Department of Bio and Brain Engineering, KAIST, Daejeon 305-701, Korea.
Bioinformatics. 2009 Oct 1;25(19):2506-13. doi: 10.1093/bioinformatics/btp455. Epub 2009 Jul 23.
Diverse studies have shown that correlated mutation (CM) is an important molecular evolutionary process alongside conservation. However, attempts to find the residue pairs that co-evolve under the structural and/or functional constraints are complicated by the fact that a large portion of covariance signals found in multiple sequence alignments arise from correlations due to common ancestry and stochastic noise.

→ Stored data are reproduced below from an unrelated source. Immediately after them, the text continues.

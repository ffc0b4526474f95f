//! Anchored URL patterns for provider dispatch.

use regex::Regex;

use crate::error::CoreError;

/// A compiled URL-matching pattern.
///
/// Patterns are anchored at the start of the URL, so `https?://` matches
/// `https://example.com` but not `zzz https://example.com`. Matching is a
/// pure regex test with no side effects.
#[derive(Debug, Clone)]
pub struct UrlPattern {
    pattern: String,
    regex: Regex,
}

impl UrlPattern {
    /// Compiles a pattern, anchoring it at the start of the input.
    ///
    /// # Errors
    ///
    /// Returns `CoreError::Validation` if the pattern is not a valid
    /// regular expression.
    pub fn new(pattern: &str) -> Result<Self, CoreError> {
        let regex = Regex::new(&format!(r"\A(?:{pattern})"))
            .map_err(|e| CoreError::Validation(format!("invalid URL pattern {pattern:?}: {e}")))?;
        Ok(Self {
            pattern: pattern.to_string(),
            regex,
        })
    }

    /// Tests the pattern against a URL.
    pub fn matches(&self, url: &str) -> bool {
        self.regex.is_match(url)
    }

    /// Returns the original (unanchored) pattern text.
    pub fn as_str(&self) -> &str {
        &self.pattern
    }
}

impl PartialEq for UrlPattern {
    fn eq(&self, other: &Self) -> bool {
        self.pattern == other.pattern
    }
}
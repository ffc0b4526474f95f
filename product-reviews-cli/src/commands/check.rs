//! Check command - health-check providers against their test URLs.

use anyhow::Result;
use clap::Args;
use product_reviews_providers::{ReviewsService, check_health};
use tracing::info;

use crate::Cli;
use crate::output::print_health;

/// Arguments for the check command.
#[derive(Args)]
pub struct CheckArgs {
    /// Check only this provider.
    #[arg(long)]
    pub provider: Option<String>,

    /// Check against this URL instead of the provider's test URLs.
    #[arg(long, requires = "provider")]
    pub url: Option<String>,
}

/// Runs the check command.
pub fn run(cli: &Cli, args: &CheckArgs, service: &ReviewsService) -> Result<()> {
    let registry = service.registry();

    let descriptors = match &args.provider {
        Some(name) => vec![registry.get(name)?],
        None => registry.providers(),
    };

    let mut results = Vec::with_capacity(descriptors.len());
    for descriptor in &descriptors {
        info!(provider = %descriptor.name, "health check");
        let checks = check_health(descriptor, args.url.as_deref());
        results.push((descriptor.name.clone(), checks));
    }
    print_health(&results, cli.format, cli.pretty)?;

    if results.iter().any(|(_, checks)| checks.iter().any(|c| !c.is_healthy)) {
        anyhow::bail!("one or more health checks failed");
    }
    Ok(())
}
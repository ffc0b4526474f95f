//! Scrape command - fetch reviews for a URL.

use anyhow::Result;
use clap::Args;
use product_reviews_providers::ReviewsService;
use tracing::info;

use crate::Cli;
use crate::output::print_reviews;

/// Arguments for the scrape command.
#[derive(Args)]
pub struct ScrapeArgs {
    /// URL to fetch reviews for.
    pub url: String,
}

/// Runs the scrape command.
pub fn run(cli: &Cli, args: &ScrapeArgs, service: &ReviewsService) -> Result<()> {
    info!(url = %args.url, "scraping reviews");
    let result = service.parse_reviews(&args.url)?;
    print_reviews(&result, cli.format, cli.pretty)
}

Assuming that the background noise can be estimated from the coevolutionary relationships among residues, we propose a new measure for background noise called the normalized coevolutionary pattern similarity (NCPS) score. By subtracting NCPS scores from raw CM scores and combining the results with an entropy factor, we show that these new scores effectively reduce the background noise. To test the effectiveness of this method in detecting residue pairs coevolving under the structural constraints, two independent test sets were performed, showing that this new method performs better than the most accurate method currently available. In addition, we also applied our method to double mutant cycle experiments and protein-protein interactions. Although more rigorous tests are required, we obtained promising results that our method tended to explain those data better than other methods. These results suggest that the new noise-reduced CM scores developed in this study can be a valuable tool for the study of correlated mutations under the structural and/or functional constraints in proteins.
许多研究表明,相关突变(CM)是除保守性之外的另一种重要的分子进化过程。然而,尝试寻找在结构和/或功能约束下共同进化的残基对的方法受到了以下事实的影响:在多序列比对中发现的大部分协方差信号是由于共同祖先和随机噪声引起的相关性产生的。
假设可以从残基之间的共进化关系中估计背景噪声,我们提出了一种新的背景噪声度量,称为归一化共进化模式相似性(NCPS)得分。通过从原始 CM 得分中减去 NCPS 得分,并将结果与熵因子相结合,我们表明这些新得分可以有效地降低背景噪声。为了测试该方法在检测结构约束下共同进化的残基对的有效性,我们进行了两个独立的测试集,结果表明该新方法的性能优于目前最准确的方法。此外,我们还将该方法应用于双突变体循环实验和蛋白质-蛋白质相互作用。尽管需要更严格的测试,但我们获得了有希望的结果,表明该方法比其他方法更能解释这些数据。这些结果表明,该研究中开发的新的降低噪声的 CM 得分可以成为研究蛋白质中结构和/或功能约束下相关突变的有用工具。